In this section, we will carry out a one-way ANOVA to test whether the average flipper length is different between species. We can propose this question in the form of the following hypotheses:

$H_0: \mu_1 = \mu_2 = \mu_3 \text{ versus } H_1: \text{not all } \mu_i\text{'s are equal,}$

where:

$\mu_1$ denotes the population mean flipper length of Adelie species penguins
$\mu_2$ denotes the population mean flipper length of Chinstrap species penguins
$\mu_3$ denotes the population mean flipper length of Gentoo species penguins.

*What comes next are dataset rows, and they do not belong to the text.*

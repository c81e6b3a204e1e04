use serde::{Deserialize, Serialize};

use crate::dao::models::QuestionEntity;

/// On-disk shape of a question document in the `questions` collection.
///
/// `_id` is the application-level question id (a time-ordered string), so the
/// default `_id` index already serves the id-anchored range scan.
#[derive(Debug, Clone, Serialize, Deserialize)]
pub struct MongoQuestionDocument {
    #[serde(rename = "_id")]
    id: String,
    question_text: String,
    options: Vec<String>,
    answer: String,
    storyline_hint_key: String,
    #[serde(default, skip_serializing_if = "Option::is_none")]
    fallback_hint: Option<String>,
    #[serde(default, skip_serializing_if = "Option::is_none")]
    cached_script: Option<String>,
}

impl From<QuestionEntity> for MongoQuestionDocument {
    fn from(value: QuestionEntity) -> Self {
        Self {
            id: value.id,
            question_text: value.question_text,
            options: value.options,
            answer: value.answer,
            storyline_hint_key: value.storyline_hint_key,
            fallback_hint: value.fallback_hint,
            cached_script: value.cached_script,
        }
    }
}

impl From<MongoQuestionDocument> for QuestionEntity {
    fn from(value: MongoQuestionDocument) -> Self {
        Self {
            id: value.id,
            question_text: value.question_text,
            options: value.options,
            answer: value.answer,
            storyline_hint_key: value.storyline_hint_key,
            fallback_hint: value.fallback_hint,
            cached_script: value.cached_script,
        }
    }
}
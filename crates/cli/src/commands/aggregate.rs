use clap::Args;
use serde_json::Value;
use showroom_store::{Pipeline, Result, Store};
use tracing::info;

use super::parse_json;

/// Arguments for the aggregate command.
#[derive(Args, Clone, Default)]
pub struct AggregateArgs {
    /// Collection name
    pub collection: String,
    /// Pipeline as a JSON array of stages, e.g. '[{"$match": {...}}, {"$group": {"_id": "$brand"}}]'
    #[arg(short, long, value_name = "JSON")]
    pub pipeline:   String,
}

/// Run a pipeline over a collection and print the resulting documents.
pub async fn run(store: &Store, args: AggregateArgs) -> Result<Value> {
    let pipeline = Pipeline::from_value(&parse_json("--pipeline", &args.pipeline)?)?;
    info!(
        "Running a {}-stage pipeline on collection '{}'",
        pipeline.stages().len(),
        args.collection
    );
    let docs = store.collection(&args.collection).aggregate(&pipeline).await?;
    Ok(Value::Array(docs.into_iter().map(Value::from).collect()))
}

#[cfg(test)]
mod tests {
    use serde_json::json;
    use showroom_store::StoreError;

    use super::*;

    #[tokio::test]
    async fn test_aggregate_group() {
        let temp_dir = tempfile::tempdir().unwrap();
        let store = Store::open(temp_dir.path()).await;
        store
            .collection("cars")
            .insert_many(vec![
                json!({"brand": "BMW", "price": 3000000}),
                json!({"brand": "Audi", "price": 2500000}),
                json!({"brand": "BMW", "price": 4500000}),
            ])
            .await
            .unwrap();

        let output = run(&store, AggregateArgs {
            collection: "cars".to_owned(),
            pipeline:   r#"[{"$sort": {"price": -1}}, {"$group": {"_id": "$brand"}}]"#.to_owned(),
        })
        .await
        .unwrap();
        let groups = output.as_array().unwrap();
        assert_eq!(groups.len(), 2);
        assert_eq!(groups[0]["_id"], "BMW");
        assert_eq!(groups[0]["count"], 2);
        assert_eq!(groups[1]["_id"], "Audi");
    }

    #[tokio::test]
    async fn test_aggregate_rejects_non_array() {
        let temp_dir = tempfile::tempdir().unwrap();
        let store = Store::open(temp_dir.path()).await;

        let result = run(&store, AggregateArgs {
            collection: "cars".to_owned(),
            pipeline:   r#"{"$match": {}}"#.to_owned(),
        })
        .await;
        assert!(matches!(result, Err(StoreError::InvalidPipeline { .. })));
    }
}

Previously, when carrying out $t$ -tests, we have calculated a test statistic and then evaluated how extreme this was by using the $t$ -distribution. However, for ANOVA tests, we use the $F$ -distribution. The $F$ -distribution is defined by two degrees of freedom: $d_1$ and $d_2$ . For a one-way ANOVA, we have that:

$d_1 = k - 1$ , where $k$ is the number of groups. This is the "between group" degrees of freedom.
$d_2 = N - k$ , where $N$ is the total sample size. This is the "within group" degrees of freedom.

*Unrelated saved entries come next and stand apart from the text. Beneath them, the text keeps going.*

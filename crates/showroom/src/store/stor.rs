use std::{
    collections::HashMap,
    path::{Path, PathBuf},
    sync::{Arc, Mutex as StdMutex, PoisonError},
};

use tokio::{fs as tokio_fs, sync::Mutex};
use tracing::{debug, error, trace};

use crate::{Collection, StoreConfig, COLLECTION_EXTENSION};

/// The owner of the storage root and the factory for [`Collection`] handles.
///
/// A store is created once at process start and passed to whoever needs
/// collections; there is no process-wide instance. Cloning is cheap and every clone
/// shares the same per-collection write locks.
///
/// # Layout
///
/// - Root directory (given at open time)
///   - `cars.json`, `orders.json`, ... one JSON array per collection
///
/// # Examples
///
/// ```no_run
/// use showroom_store::Store;
///
/// # async fn example() {
/// let store = Store::open("/var/lib/showroom").await;
/// let users = store.collection("users");
/// assert_eq!(users.name(), "users");
/// # }
/// ```
#[derive(Debug, Clone)]
pub struct Store {
    inner: Arc<StoreInner>,
}

#[derive(Debug)]
struct StoreInner {
    /// The effective configuration.
    config:      StoreConfig,
    /// One write lock per collection name, created on first use and released when
    /// the collection is dropped and no handle refers to it.
    write_locks: StdMutex<HashMap<String, Arc<Mutex<()>>>>,
}

impl Store {
    /// Opens a store rooted at `root_path` with default settings.
    ///
    /// The root directory is created recursively if needed. A creation failure is
    /// logged and otherwise ignored: reads then see empty collections and writes
    /// report the underlying I/O error.
    ///
    /// # Parameters
    ///
    /// * `root_path` - Directory holding the collection files; anything implementing
    ///   `AsRef<Path>`
    pub async fn open<P>(root_path: P) -> Self
    where
        P: AsRef<Path>,
    {
        Self::open_with_config(StoreConfig::new(root_path)).await
    }

    /// Opens a store from an explicit configuration.
    ///
    /// ```no_run
    /// use showroom_store::{Store, StoreConfig};
    ///
    /// # async fn example() {
    /// let config = StoreConfig::new("/var/lib/showroom").with_atomic_writes(false);
    /// let store = Store::open_with_config(config).await;
    /// assert!(!store.config().atomic_writes);
    /// # }
    /// ```
    pub async fn open_with_config(config: StoreConfig) -> Self {
        trace!("Opening store at {:?}", config.root_path);
        match tokio_fs::create_dir_all(&config.root_path).await {
            Ok(()) => {
                debug!(
                    "Store root directory created or already exists: {:?}",
                    config.root_path
                );
            },
            Err(e) => {
                error!(
                    "Failed to create store root directory {:?}: {}",
                    config.root_path, e
                );
            },
        }
        Self {
            inner: Arc::new(StoreInner {
                config,
                write_locks: StdMutex::new(HashMap::new()),
            }),
        }
    }

    /// Returns a handle on the collection called `name`.
    ///
    /// This does no I/O and accepts any name; the backing file is
    /// `<root>/<name>.json` and only appears once something is written.
    pub fn collection(&self, name: &str) -> Collection {
        trace!("Handing out collection '{}'", name);
        let config = &self.inner.config;
        Collection {
            name:          name.to_owned(),
            path:          self.collection_path(name),
            write_lock:    config.lock_writes.then(|| self.write_lock(name)),
            atomic_writes: config.atomic_writes,
        }
    }

    /// Returns the storage root.
    pub fn root_path(&self) -> &Path { &self.inner.config.root_path }

    /// Returns the configuration the store was opened with.
    pub fn config(&self) -> &StoreConfig { &self.inner.config }

    pub(crate) fn collection_path(&self, name: &str) -> PathBuf {
        self.root_path()
            .join(format!("{}.{}", name, COLLECTION_EXTENSION))
    }

    pub(crate) fn write_lock(&self, name: &str) -> Arc<Mutex<()>> {
        let mut locks = self
            .inner
            .write_locks
            .lock()
            .unwrap_or_else(PoisonError::into_inner);
        Arc::clone(locks.entry(name.to_owned()).or_default())
    }

    /// Forgets the write lock of `name` when no collection handle holds it.
    ///
    /// Entries still referenced elsewhere are kept so that every live handle keeps
    /// sharing one lock.
    pub(crate) fn release_write_lock(&self, name: &str) {
        let mut locks = self
            .inner
            .write_locks
            .lock()
            .unwrap_or_else(PoisonError::into_inner);
        if locks
            .get(name)
            .is_some_and(|lock| Arc::strong_count(lock) == 1)
        {
            locks.remove(name);
            trace!("Released write lock of collection '{}'", name);
        }
    }

    #[cfg(test)]
    pub(crate) fn tracked_locks(&self) -> usize {
        self.inner
            .write_locks
            .lock()
            .unwrap_or_else(PoisonError::into_inner)
            .len()
    }
}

So for our particular example, we have that $d_1 = 3 - 1 = 2$ and $d_2 = 342 - 3 = 339$ , so that the distribution that will be used is the $F_{2, 339}$ distribution. The below figure shows some example density curves of the $F$ distribution for varying degrees of freedom:

For a one-way ANOVA, the test statistic, or the $F$ value, is calculated by estimating the ratio of between group variation to within group variation: $\displaystyle \frac{\text{between group variation}}{\text{within group variation}}$ . The between group variation is a measure of how much the sample means for each group vary. The within group variation is a measure of how much individual sample values within a group vary from their group sample mean. If the between group variation is much larger than the within group variation, then the $F$ -statistic will be very large and lead to a statistically significant result. On the other hand, if the between group variation is not large compared to the within group variation, then the $F$ -statistic will not be large and subsequently will not lead to a statistically significant result.

We are now ready to carry out the one-way ANOVA. The results of the test are as follows:

             Df Sum Sq Mean Sq F value Pr(>F)    
species       2  52473   26237   594.8 <2e-16 ***
Residuals   339  14953      44                   
---
Signif. codes:  0 '***' 0.001 '**' 0.01 '*' 0.05 '.' 0.1 ' ' 1
2 observations deleted due to missingness

Assuming (for now) that the assumptions have been met, we note the following:

The $p$ -value (read from the Pr(>F) column) is almost 0, which is much less than 0.05, so we reject $H_0$ . That is, we have enough evidence to conclude that there is a statistically significant difference between groups
The significant result tells us that at least one of the groups is significantly different from the others, but it does not tell us which group(s), or how many. We will carry out pot-hoc tests later for further analysis
The test statistic (F value) is $F = 594.8$
$d_1 = 2$ (read from the Df column, species row)
$d_2 = 339$ (read from the Df column, Residuals row)
To summarise, we can write: There was a significant difference in mean flipper length [F(2, 339) = 594.8, $p < .001$ ] between penguin species.